[About this task]:
Please make an exact transcription of all the data that follows.

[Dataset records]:

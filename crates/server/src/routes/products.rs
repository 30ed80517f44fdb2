//! Listing routes.

use axum::{
    Json,
    extract::State,
    http::{StatusCode, header},
    response::IntoResponse,
};
use serde::Deserialize;
use tracing::instrument;

use cyclemart_core::images::reconcile;
use cyclemart_core::{ProductId, ProductStatus};

use super::ensure_profile;
use super::extract::{ApiJson, ApiPath, ApiQuery};
use crate::config::MAX_SIMILAR_LIMIT;
use crate::db::{CategoryRepository, ImageRepository, ProductRepository, StoreRepository};
use crate::error::{AppError, Result};
use crate::middleware::{AuthUser, OptionalAuth, RequireAuth};
use crate::models::{NewProduct, Page, Product, ProductDetail, ProductFilter, ProductUpdate};
use crate::state::AppState;

/// Query for `GET /api/products/{id}/similar`.
#[derive(Debug, Deserialize)]
pub struct SimilarQuery {
    pub limit: Option<usize>,
}

/// Load a listing and check that `user` owns its store (admins pass too).
async fn owned_product(state: &AppState, id: ProductId, user: &AuthUser) -> Result<Product> {
    let products = ProductRepository::new(state.pool());
    let product = products
        .get(id)
        .await?
        .ok_or_else(|| AppError::NotFound("Product not found".to_string()))?;

    if !user.is_admin && products.owner(id).await? != Some(user.id) {
        return Err(AppError::Forbidden(
            "You do not own this listing".to_string(),
        ));
    }
    Ok(product)
}

/// Search active listings.
///
/// GET /api/products
#[instrument(skip(state))]
pub async fn index(
    State(state): State<AppState>,
    ApiQuery(filter): ApiQuery<ProductFilter>,
) -> Result<impl IntoResponse> {
    let (page, per_page) = filter.pagination().map_err(AppError::BadRequest)?;

    let (items, total) = ProductRepository::new(state.pool())
        .search(&filter, page, per_page)
        .await?;

    Ok((
        [(header::CACHE_CONTROL, "public, max-age=30")],
        Json(Page {
            items,
            page,
            per_page,
            total,
        }),
    ))
}

/// Listing detail with reconciled images.
///
/// Drafts and archived listings are only visible to their owner and admins.
///
/// GET /api/products/{id}
#[instrument(skip(state, auth))]
pub async fn show(
    State(state): State<AppState>,
    OptionalAuth(auth): OptionalAuth,
    ApiPath(id): ApiPath<ProductId>,
) -> Result<Json<ProductDetail>> {
    let products = ProductRepository::new(state.pool());
    let (product, legacy) = products
        .get_with_legacy_images(id)
        .await?
        .ok_or_else(|| AppError::NotFound("Product not found".to_string()))?;

    if matches!(product.status, ProductStatus::Draft | ProductStatus::Archived) {
        let visible = match &auth {
            Some(user) if user.is_admin => true,
            Some(user) => products.owner(id).await? == Some(user.id),
            None => false,
        };
        if !visible {
            return Err(AppError::NotFound("Product not found".to_string()));
        }
    }

    let rows = ImageRepository::new(state.pool())
        .list_for_product(id)
        .await?;

    Ok(Json(ProductDetail {
        images: reconcile(&rows, &legacy),
        product,
    }))
}

/// Create a listing in the caller's store.
///
/// POST /api/products
#[instrument(skip(state, user, body), fields(user_id = %user.id))]
pub async fn create(
    State(state): State<AppState>,
    RequireAuth(user): RequireAuth,
    ApiJson(body): ApiJson<NewProduct>,
) -> Result<impl IntoResponse> {
    let product = body.validate().map_err(AppError::BadRequest)?;
    ensure_profile(&state, &user).await?;

    let stores = StoreRepository::new(state.pool());
    let store = stores.get_by_owner(user.id).await?.ok_or_else(|| {
        AppError::Forbidden("Create a store before listing products".to_string())
    })?;

    if CategoryRepository::new(state.pool())
        .get(product.category_id)
        .await?
        .is_none()
    {
        return Err(AppError::BadRequest("Unknown category".to_string()));
    }

    if let Some(store_category) = product.store_category_id {
        let categories = stores.list_categories(store.id).await?;
        if !categories.iter().any(|c| c.id == store_category) {
            return Err(AppError::BadRequest("Unknown store category".to_string()));
        }
    }

    let created = ProductRepository::new(state.pool())
        .create(store.id, &product)
        .await?;

    tracing::info!(product_id = %created.id, "Listing created");
    Ok((StatusCode::CREATED, Json(created)))
}

/// Update a listing.
///
/// PUT /api/products/{id}
#[instrument(skip(state, user, body), fields(user_id = %user.id))]
pub async fn update(
    State(state): State<AppState>,
    RequireAuth(user): RequireAuth,
    ApiPath(id): ApiPath<ProductId>,
    ApiJson(body): ApiJson<ProductUpdate>,
) -> Result<Json<Product>> {
    let changes = body.validate().map_err(AppError::BadRequest)?;
    let mut product = owned_product(&state, id, &user).await?;

    if matches!(product.status, ProductStatus::Sold | ProductStatus::Archived) {
        return Err(AppError::Conflict(
            "Sold or archived listings cannot be edited".to_string(),
        ));
    }

    changes.apply_to(&mut product);
    let updated = ProductRepository::new(state.pool()).update(&product).await?;
    Ok(Json(updated))
}

/// Archive a listing.
///
/// DELETE /api/products/{id}
#[instrument(skip(state, user), fields(user_id = %user.id))]
pub async fn archive(
    State(state): State<AppState>,
    RequireAuth(user): RequireAuth,
    ApiPath(id): ApiPath<ProductId>,
) -> Result<StatusCode> {
    let product = owned_product(&state, id, &user).await?;

    match product.status {
        ProductStatus::Sold => Err(AppError::Conflict(
            "Sold listings cannot be archived".to_string(),
        )),
        ProductStatus::Archived => Ok(StatusCode::NO_CONTENT),
        ProductStatus::Draft | ProductStatus::Active => {
            ProductRepository::new(state.pool())
                .set_status(id, ProductStatus::Archived)
                .await?;
            Ok(StatusCode::NO_CONTENT)
        }
    }
}

/// Listings similar to this one.
///
/// GET /api/products/{id}/similar
#[instrument(skip(state))]
pub async fn similar(
    State(state): State<AppState>,
    ApiPath(id): ApiPath<ProductId>,
    ApiQuery(query): ApiQuery<SimilarQuery>,
) -> Result<impl IntoResponse> {
    let limit = query
        .limit
        .unwrap_or(state.config().marketplace.similar_products_limit);
    if !(1..=MAX_SIMILAR_LIMIT).contains(&limit) {
        return Err(AppError::BadRequest(format!(
            "limit must be between 1 and {MAX_SIMILAR_LIMIT}"
        )));
    }

    let source = ProductRepository::new(state.pool())
        .get(id)
        .await?
        .ok_or_else(|| AppError::NotFound("Product not found".to_string()))?;

    let ranked = state.similar().find(state.pool(), &source, limit).await?;

    Ok((
        [(header::CACHE_CONTROL, "public, max-age=60")],
        Json(ranked.as_ref().clone()),
    ))
}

[Answer below]:
filename crates/server/src/routes/products.rs
repository 30ed80517f44fdb2
//! Listing routes.

use axum::{
    Json,
    extract::State,
    http::{StatusCode, header},
    response::IntoResponse,
};
use serde::Deserialize;
use tracing::instrument;

use cyclemart_core::images::reconcile;
use cyclemart_core::{ProductId, ProductStatus};

use super::ensure_profile;
use super::extract::{ApiJson, ApiPath, ApiQuery};
use crate::config::MAX_SIMILAR_LIMIT;
use crate::db::{CategoryRepository, ImageRepository, ProductRepository, StoreRepository};
use crate::error::{AppError, Result};
use crate::middleware::{AuthUser, OptionalAuth, RequireAuth};
use crate::models::{NewProduct, Page, Product, ProductDetail, ProductFilter, ProductUpdate};
use crate::state::AppState;

/// Query for `GET /api/products/{id}/similar`.
#[derive(Debug, Deserialize)]
pub struct SimilarQuery {
    pub limit: Option<usize>,
}

/// Load a listing and check that `user` owns its store (admins pass too).
async fn owned_product(state: &AppState, id: ProductId, user: &AuthUser) -> Result<Product> {
    let products = ProductRepository::new(state.pool());
    let product = products
        .get(id)
        .await?
        .ok_or_else(|| AppError::NotFound("Product not found".to_string()))?;

    if !user.is_admin && products.owner(id).await? != Some(user.id) {
        return Err(AppError::Forbidden(
            "You do not own this listing".to_string(),
        ));
    }
    Ok(product)
}

/// Search active listings.
///
/// GET /api/products
#[instrument(skip(state))]
pub async fn index(
    State(state): State<AppState>,
    ApiQuery(filter): ApiQuery<ProductFilter>,
) -> Result<impl IntoResponse> {
    let (page, per_page) = filter.pagination().map_err(AppError::BadRequest)?;

    let (items, total) = ProductRepository::new(state.pool())
        .search(&filter, page, per_page)
        .await?;

    Ok((
        [(header::CACHE_CONTROL, "public, max-age=30")],
        Json(Page {
            items,
            page,
            per_page,
            total,
        }),
    ))
}

/// Listing detail with reconciled images.
///
/// Drafts and archived listings are only visible to their owner and admins.
///
/// GET /api/products/{id}
#[instrument(skip(state, auth))]
pub async fn show(
    State(state): State<AppState>,
    OptionalAuth(auth): OptionalAuth,
    ApiPath(id): ApiPath<ProductId>,
) -> Result<Json<ProductDetail>> {
    let products = ProductRepository::new(state.pool());
    let (product, legacy) = products
        .get_with_legacy_images(id)
        .await?
        .ok_or_else(|| AppError::NotFound("Product not found".to_string()))?;

    if matches!(product.status, ProductStatus::Draft | ProductStatus::Archived) {
        let visible = match &auth {
            Some(user) if user.is_admin => true,
            Some(user) => products.owner(id).await? == Some(user.id),
            None => false,
        };
        if !visible {
            return Err(AppError::NotFound("Product not found".to_string()));
        }
    }

    let rows = ImageRepository::new(state.pool())
        .list_for_product(id)
        .await?;

    Ok(Json(ProductDetail {
        images: reconcile(&rows, &legacy),
        product,
    }))
}

/// Create a listing in the caller's store.
///
/// POST /api/products
#[instrument(skip(state, user, body), fields(user_id = %user.id))]
pub async fn create(
    State(state): State<AppState>,
    RequireAuth(user): RequireAuth,
    ApiJson(body): ApiJson<NewProduct>,
) -> Result<impl IntoResponse> {
    let product = body.validate().map_err(AppError::BadRequest)?;
    ensure_profile(&state, &user).await?;

    let stores = StoreRepository::new(state.pool());
    let store = stores.get_by_owner(user.id).await?.ok_or_else(|| {
        AppError::Forbidden("Create a store before listing products".to_string())
    })?;

    if CategoryRepository::new(state.pool())
        .get(product.category_id)
        .await?
        .is_none()
    {
        return Err(AppError::BadRequest("Unknown category".to_string()));
    }

    if let Some(store_category) = product.store_category_id {
        let categories = stores.list_categories(store.id).await?;
        if !categories.iter().any(|c| c.id == store_category) {
            return Err(AppError::BadRequest("Unknown store category".to_string()));
        }
    }

    let created = ProductRepository::new(state.pool())
        .create(store.id, &product)
        .await?;

    tracing::info!(product_id = %created.id, "Listing created");
    Ok((StatusCode::CREATED, Json(created)))
}

/// Update a listing.
///
/// PUT /api/products/{id}
#[instrument(skip(state, user, body), fields(user_id = %user.id))]
pub async fn update(
    State(state): State<AppState>,
    RequireAuth(user): RequireAuth,
    ApiPath(id): ApiPath<ProductId>,
    ApiJson(body): ApiJson<ProductUpdate>,
) -> Result<Json<Product>> {
    let changes = body.validate().map_err(AppError::BadRequest)?;
    let mut product = owned_product(&state, id, &user).await?;

    if matches!(product.status, ProductStatus::Sold | ProductStatus::Archived) {
        return Err(AppError::Conflict(
            "Sold or archived listings cannot be edited".to_string(),
        ));
    }

    changes.apply_to(&mut product);
    let updated = ProductRepository::new(state.pool()).update(&product).await?;
    Ok(Json(updated))
}

/// Archive a listing.
///
/// DELETE /api/products/{id}
#[instrument(skip(state, user), fields(user_id = %user.id))]
pub async fn archive(
    State(state): State<AppState>,
    RequireAuth(user): RequireAuth,
    ApiPath(id): ApiPath<ProductId>,
) -> Result<StatusCode> {
    let product = owned_product(&state, id, &user).await?;

    match product.status {
        ProductStatus::Sold => Err(AppError::Conflict(
            "Sold listings cannot be archived".to_string(),
        )),
        ProductStatus::Archived => Ok(StatusCode::NO_CONTENT),
        ProductStatus::Draft | ProductStatus::Active => {
            ProductRepository::new(state.pool())
                .set_status(id, ProductStatus::Archived)
                .await?;
            Ok(StatusCode::NO_CONTENT)
        }
    }
}

/// Listings similar to this one.
///
/// GET /api/products/{id}/similar
#[instrument(skip(state))]
pub async fn similar(
    State(state): State<AppState>,
    ApiPath(id): ApiPath<ProductId>,
    ApiQuery(query): ApiQuery<SimilarQuery>,
) -> Result<impl IntoResponse> {
    let limit = query
        .limit
        .unwrap_or(state.config().marketplace.similar_products_limit);
    if !(1..=MAX_SIMILAR_LIMIT).contains(&limit) {
        return Err(AppError::BadRequest(format!(
            "limit must be between 1 and {MAX_SIMILAR_LIMIT}"
        )));
    }

    let source = ProductRepository::new(state.pool())
        .get(id)
        .await?
        .ok_or_else(|| AppError::NotFound("Product not found".to_string()))?;

    let ranked = state.similar().find(state.pool(), &source, limit).await?;

    Ok((
        [(header::CACHE_CONTROL, "public, max-age=60")],
        Json(ranked.as_ref().clone()),
    ))
}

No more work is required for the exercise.